(Data items)
╭──
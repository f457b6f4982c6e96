//! Per-client request admission.
//!
//! One keyed token-bucket limiter per [`RouteClass`], each keyed by the
//! client identity (the first `X-Forwarded-For` hop or the peer address).
//! Buckets are created on first use; a periodic janitor discards buckets
//! that have refilled completely so the maps stay bounded by the number
//! of recently active clients.

use std::num::NonZeroU32;
use std::time::Duration;

use governor::clock::DefaultClock;
use governor::state::keyed::DefaultKeyedStateStore;
use governor::{Quota as GovernorQuota, RateLimiter};
use tokio::sync::watch;

use crate::config::{Quota, RateLimitConfig};

type KeyedLimiter = RateLimiter<String, DefaultKeyedStateStore<String>, DefaultClock>;

/// Groups of routes sharing one quota.
#[derive(Debug, Clone, Copy, PartialEq, Eq, Hash)]
pub enum RouteClass {
    /// Moderator endpoints under `/api/admin`.
    Admin,
    /// Login and token endpoints under `/api/auth`.
    Auth,
    /// Answer submission under `/api/answers`.
    Submission,
    /// Everything else.
    Default,
}

impl RouteClass {
    /// Classify a request path.
    pub fn classify(path: &str) -> Self {
        if path.starts_with("/api/admin") {
            Self::Admin
        } else if path.starts_with("/api/auth") {
            Self::Auth
        } else if path.starts_with("/api/answers") {
            Self::Submission
        } else {
            Self::Default
        }
    }

    /// Name used in logs.
    pub const fn as_str(self) -> &'static str {
        match self {
            Self::Admin => "admin",
            Self::Auth => "auth",
            Self::Submission => "submission",
            Self::Default => "default",
        }
    }
}

impl core::fmt::Display for RouteClass {
    fn fmt(&self, f: &mut core::fmt::Formatter<'_>) -> core::fmt::Result {
        f.write_str(self.as_str())
    }
}

/// Token-bucket gate for incoming requests.
pub struct AdmissionControl {
    admin: KeyedLimiter,
    auth: KeyedLimiter,
    submission: KeyedLimiter,
    default: KeyedLimiter,
    idle_sweep: Duration,
}

impl core::fmt::Debug for AdmissionControl {
    fn fmt(&self, f: &mut core::fmt::Formatter<'_>) -> core::fmt::Result {
        f.debug_struct("AdmissionControl")
            .field("tracked_keys", &self.tracked_keys())
            .field("idle_sweep", &self.idle_sweep)
            .finish_non_exhaustive()
    }
}

fn keyed(quota: Quota) -> KeyedLimiter {
    let per_minute = NonZeroU32::new(quota.per_minute).unwrap_or(NonZeroU32::MIN);
    let burst = NonZeroU32::new(quota.burst).unwrap_or(per_minute);
    RateLimiter::keyed(GovernorQuota::per_minute(per_minute).allow_burst(burst))
}

impl AdmissionControl {
    /// Build the limiters from configuration.
    ///
    /// Zero quotas are rejected by config validation; here they fall back
    /// to one request per minute.
    pub fn new(config: &RateLimitConfig) -> Self {
        Self {
            admin: keyed(config.admin),
            auth: keyed(config.auth),
            submission: keyed(config.submission),
            default: keyed(config.default),
            idle_sweep: Duration::from_secs(config.idle_sweep_secs.max(1)),
        }
    }

    const fn limiter(&self, class: RouteClass) -> &KeyedLimiter {
        match class {
            RouteClass::Admin => &self.admin,
            RouteClass::Auth => &self.auth,
            RouteClass::Submission => &self.submission,
            RouteClass::Default => &self.default,
        }
    }

    /// Take one token from the client's bucket for `class`. Returns
    /// `false` when the bucket is empty.
    pub fn allow(&self, client: &str, class: RouteClass) -> bool {
        self.limiter(class).check_key(&client.to_owned()).is_ok()
    }

    /// Number of live buckets across all classes.
    pub fn tracked_keys(&self) -> usize {
        [RouteClass::Admin, RouteClass::Auth, RouteClass::Submission, RouteClass::Default]
            .into_iter()
            .map(|class| self.limiter(class).len())
            .fold(0, usize::saturating_add)
    }

    /// Drop buckets that have refilled completely.
    pub fn discard_idle(&self) {
        for limiter in [&self.admin, &self.auth, &self.submission, &self.default] {
            limiter.retain_recent();
            limiter.shrink_to_fit();
        }
    }

    /// Periodically discard idle buckets until `shutdown` flips to `true`
    /// or its sender is dropped.
    pub async fn run_janitor(&self, mut shutdown: watch::Receiver<bool>) {
        let mut ticker = tokio::time::interval(self.idle_sweep);
        ticker.tick().await;
        loop {
            tokio::select! {
                _ = ticker.tick() => {
                    self.discard_idle();
                    let tracked = self.tracked_keys();
                    tracing::debug!(tracked, "Discarded idle rate-limit buckets");
                }
                changed = shutdown.changed() => {
                    if changed.is_err() || *shutdown.borrow() {
                        break;
                    }
                }
            }
        }
    }
}
//! WebSocket message types.
//!
//! Every frame in either direction is a JSON envelope of the form
//! `{"type": "...", "data": {...}}`. Server frames are modelled by
//! [`ServerMessage`] (adjacently tagged so serde produces the envelope
//! directly); client frames are parsed leniently by
//! [`ClientMessage::parse`] because older participant apps put `quiz_id`
//! next to `type` instead of inside `data`.

use std::collections::BTreeMap;

use chrono::{DateTime, Utc};
use serde::{Deserialize, Serialize};
use ts_rs::TS;

use crate::enums::{AnswerOption, SessionStatus};
use crate::ids::{QuizId, SessionId};
use crate::structs::{QuizPublic, QuizResults};

// ---------------------------------------------------------------------------
// Server -> client
// ---------------------------------------------------------------------------

/// A message pushed from the server to observers.
#[derive(Debug, Clone, PartialEq, Serialize, Deserialize, TS)]
#[serde(tag = "type", content = "data", rename_all = "snake_case")]
#[ts(export, export_to = "bindings/")]
pub enum ServerMessage {
    /// Fresh tally for a quiz.
    ResultUpdate(QuizResults),
    /// Session-wide status change.
    SessionUpdate(SessionUpdate),
    /// A new quiz became live.
    QuestionSwitch(QuestionSwitch),
    /// Answers were closed for a quiz.
    VotingEnd(VotingEnd),
    /// Live answer counts while voting is open.
    AnswerStatus(AnswerStatus),
    /// Reply to a client heartbeat.
    HeartbeatAck(HeartbeatAck),
}

impl ServerMessage {
    /// The `type` tag of this message.
    pub const fn kind(&self) -> MessageKind {
        match self {
            Self::ResultUpdate(_) => MessageKind::ResultUpdate,
            Self::SessionUpdate(_) => MessageKind::SessionUpdate,
            Self::QuestionSwitch(_) => MessageKind::QuestionSwitch,
            Self::VotingEnd(_) => MessageKind::VotingEnd,
            Self::AnswerStatus(_) => MessageKind::AnswerStatus,
            Self::HeartbeatAck(_) => MessageKind::HeartbeatAck,
        }
    }

    /// Serialize into the `{type, data}` JSON envelope.
    ///
    /// # Errors
    ///
    /// Returns the serializer error if a payload cannot be encoded.
    pub fn to_json(&self) -> Result<String, serde_json::Error> {
        serde_json::to_string(self)
    }
}

/// The `type` tag of a server message, used for logging.
#[derive(Debug, Clone, Copy, PartialEq, Eq, Hash)]
pub enum MessageKind {
    /// `result_update`
    ResultUpdate,
    /// `session_update`
    SessionUpdate,
    /// `question_switch`
    QuestionSwitch,
    /// `voting_end`
    VotingEnd,
    /// `answer_status`
    AnswerStatus,
    /// `heartbeat_ack`
    HeartbeatAck,
}

impl MessageKind {
    /// The wire name of the message type.
    pub const fn as_str(self) -> &'static str {
        match self {
            Self::ResultUpdate => "result_update",
            Self::SessionUpdate => "session_update",
            Self::QuestionSwitch => "question_switch",
            Self::VotingEnd => "voting_end",
            Self::AnswerStatus => "answer_status",
            Self::HeartbeatAck => "heartbeat_ack",
        }
    }
}

impl core::fmt::Display for MessageKind {
    fn fmt(&self, f: &mut core::fmt::Formatter<'_>) -> core::fmt::Result {
        f.write_str(self.as_str())
    }
}

/// Payload of `session_update`.
#[derive(Debug, Clone, PartialEq, Eq, Serialize, Deserialize, TS)]
#[ts(export, export_to = "bindings/")]
pub struct SessionUpdate {
    /// The session that changed, when known.
    #[serde(default, skip_serializing_if = "Option::is_none")]
    #[ts(optional)]
    pub session_id: Option<SessionId>,
    /// The live quiz after the change; `None` once the session ended.
    pub current_quiz: Option<QuizPublic>,
    /// Whether answers are accepted after the change.
    pub is_accepting_answers: bool,
    /// What the moderator did.
    pub status: SessionStatus,
    /// When the change happened.
    pub updated_at: DateTime<Utc>,
}

/// Payload of `question_switch`.
#[derive(Debug, Clone, PartialEq, Eq, Serialize, Deserialize, TS)]
#[ts(export, export_to = "bindings/")]
pub struct QuestionSwitch {
    /// The quiz that is now live.
    pub quiz_id: QuizId,
    /// 1-based position of the quiz among all quizzes.
    pub question_number: u32,
    /// Number of quizzes in the set.
    pub total_questions: u32,
    /// When the switch happened.
    pub switched_at: DateTime<Utc>,
}

/// Payload of `voting_end`.
#[derive(Debug, Clone, PartialEq, Eq, Serialize, Deserialize, TS)]
#[ts(export, export_to = "bindings/")]
pub struct VotingEnd {
    /// The quiz whose voting closed.
    pub quiz_id: QuizId,
    /// The question within the quiz (one question per quiz, so equal to
    /// `quiz_id`).
    pub question_id: QuizId,
    /// When voting closed.
    pub ended_at: DateTime<Utc>,
}

/// Payload of `answer_status`.
#[derive(Debug, Clone, PartialEq, Eq, Serialize, Deserialize, TS)]
#[ts(export, export_to = "bindings/")]
pub struct AnswerStatus {
    /// The quiz being answered.
    pub quiz_id: QuizId,
    /// The question within the quiz (equal to `quiz_id`).
    pub question_id: QuizId,
    /// Number of registered participants.
    pub total_participants: u32,
    /// Number of participants who answered this quiz.
    pub answered_count: u32,
    /// Answers per option; always contains all four options.
    pub answer_counts: BTreeMap<AnswerOption, u32>,
    /// When the counts were taken.
    pub updated_at: DateTime<Utc>,
}

/// Payload of `heartbeat_ack`.
#[derive(Debug, Clone, PartialEq, Eq, Serialize, Deserialize, TS)]
#[ts(export, export_to = "bindings/")]
pub struct HeartbeatAck {
    /// Server time when the heartbeat was processed.
    pub timestamp: DateTime<Utc>,
}

// ---------------------------------------------------------------------------
// Client -> server
// ---------------------------------------------------------------------------

/// A message sent by an observer.
#[derive(Debug, Clone, Copy, PartialEq, Eq)]
pub enum ClientMessage {
    /// Observe the given quiz (replaces any previous subscription).
    Subscribe {
        /// The quiz to observe.
        quiz_id: QuizId,
    },
    /// Stop observing any quiz.
    Unsubscribe,
    /// Keep-alive; answered with `heartbeat_ack`.
    Heartbeat,
}

/// Errors produced while parsing a client frame.
#[derive(Debug, thiserror::Error)]
pub enum ProtocolError {
    /// The frame is not a JSON object with a string `type`.
    #[error("malformed client message: {0}")]
    Malformed(#[from] serde_json::Error),

    /// A `subscribe` frame without a usable `quiz_id`.
    #[error("subscribe message is missing quiz_id")]
    MissingQuizId,

    /// A `type` the server does not understand.
    #[error("unknown client message type {0:?}")]
    UnknownType(String),
}

#[derive(Deserialize)]
struct RawClientMessage {
    #[serde(rename = "type")]
    kind: String,
    #[serde(default)]
    data: Option<serde_json::Value>,
    #[serde(default)]
    quiz_id: Option<QuizId>,
}

impl ClientMessage {
    /// Parse a text frame received from an observer.
    ///
    /// # Errors
    ///
    /// Returns [`ProtocolError`] if the frame is not valid JSON, has an
    /// unknown `type`, or is a `subscribe` without a quiz id.
    pub fn parse(text: &str) -> Result<Self, ProtocolError> {
        let raw: RawClientMessage = serde_json::from_str(text)?;
        match raw.kind.as_str() {
            "subscribe" => {
                let nested = raw
                    .data
                    .as_ref()
                    .and_then(|data| data.get("quiz_id"))
                    .and_then(serde_json::Value::as_i64)
                    .map(QuizId);
                nested
                    .or(raw.quiz_id)
                    .map(|quiz_id| Self::Subscribe { quiz_id })
                    .ok_or(ProtocolError::MissingQuizId)
            }
            "unsubscribe" => Ok(Self::Unsubscribe),
            "heartbeat" => Ok(Self::Heartbeat),
            other => Err(ProtocolError::UnknownType(other.to_owned())),
        }
    }
}

#[cfg(test)]
mod tests {
    use super::*;

    #[test]
    fn server_message_uses_type_data_envelope() {
        let msg = ServerMessage::HeartbeatAck(HeartbeatAck {
            timestamp: DateTime::<Utc>::UNIX_EPOCH,
        });
        let value: serde_json::Value = msg
            .to_json()
            .ok()
            .and_then(|s| serde_json::from_str(&s).ok())
            .unwrap_or_default();
        assert_eq!(value["type"], "heartbeat_ack");
        assert!(value["data"]["timestamp"].is_string());
        assert_eq!(msg.kind().as_str(), "heartbeat_ack");
    }

    #[test]
    fn answer_status_counts_are_keyed_by_letter() {
        let mut counts = BTreeMap::new();
        for option in AnswerOption::ALL {
            counts.insert(option, 0);
        }
        counts.insert(AnswerOption::B, 3);
        let msg = ServerMessage::AnswerStatus(AnswerStatus {
            quiz_id: QuizId(4),
            question_id: QuizId(4),
            total_participants: 10,
            answered_count: 3,
            answer_counts: counts,
            updated_at: DateTime::<Utc>::UNIX_EPOCH,
        });
        let value: serde_json::Value = msg
            .to_json()
            .ok()
            .and_then(|s| serde_json::from_str(&s).ok())
            .unwrap_or_default();
        assert_eq!(value["type"], "answer_status");
        assert_eq!(value["data"]["answer_counts"]["B"], 3);
        assert_eq!(value["data"]["answer_counts"]["D"], 0);
        assert_eq!(value["data"]["quiz_id"], 4);
    }

    #[test]
    fn parses_subscribe_with_nested_data() {
        let msg = ClientMessage::parse(r#"{"type":"subscribe","data":{"quiz_id":9}}"#).ok();
        assert_eq!(msg, Some(ClientMessage::Subscribe { quiz_id: QuizId(9) }));
    }

    #[test]
    fn parses_subscribe_with_flat_quiz_id() {
        let msg = ClientMessage::parse(r#"{"type":"subscribe","quiz_id":3}"#).ok();
        assert_eq!(msg, Some(ClientMessage::Subscribe { quiz_id: QuizId(3) }));
    }

    #[test]
    fn parses_unsubscribe_and_heartbeat_with_or_without_data() {
        assert_eq!(
            ClientMessage::parse(r#"{"type":"unsubscribe","data":{}}"#).ok(),
            Some(ClientMessage::Unsubscribe)
        );
        assert_eq!(
            ClientMessage::parse(r#"{"type":"heartbeat"}"#).ok(),
            Some(ClientMessage::Heartbeat)
        );
    }

    #[test]
    fn rejects_bad_frames() {
        assert!(matches!(
            ClientMessage::parse(r#"{"type":"subscribe","data":{}}"#),
            Err(ProtocolError::MissingQuizId)
        ));
        assert!(matches!(
            ClientMessage::parse(r#"{"type":"vote"}"#),
            Err(ProtocolError::UnknownType(t)) if t == "vote"
        ));
        assert!(matches!(
            ClientMessage::parse("not json"),
            Err(ProtocolError::Malformed(_))
        ));
    }
}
╰──
PROBLEM TO WORK ON ::
For this exercise, output exactly the lines above from the line with "ticker.tick().await;" to the line with "instead of inside", counting both, and leave out the rest.

EXPECTED ANSWER ::
        ticker.tick().await;
        loop {
            tokio::select! {
                _ = ticker.tick() => {
                    self.discard_idle();
                    let tracked = self.tracked_keys();
                    tracing::debug!(tracked, "Discarded idle rate-limit buckets");
                }
                changed = shutdown.changed() => {
                    if changed.is_err() || *shutdown.borrow() {
                        break;
                    }
                }
            }
        }
    }
}
//! WebSocket message types.
//!
//! Every frame in either direction is a JSON envelope of the form
//! `{"type": "...", "data": {...}}`. Server frames are modelled by
//! [`ServerMessage`] (adjacently tagged so serde produces the envelope
//! directly); client frames are parsed leniently by
//! [`ClientMessage::parse`] because older participant apps put `quiz_id`
//! next to `type` instead of inside `data`.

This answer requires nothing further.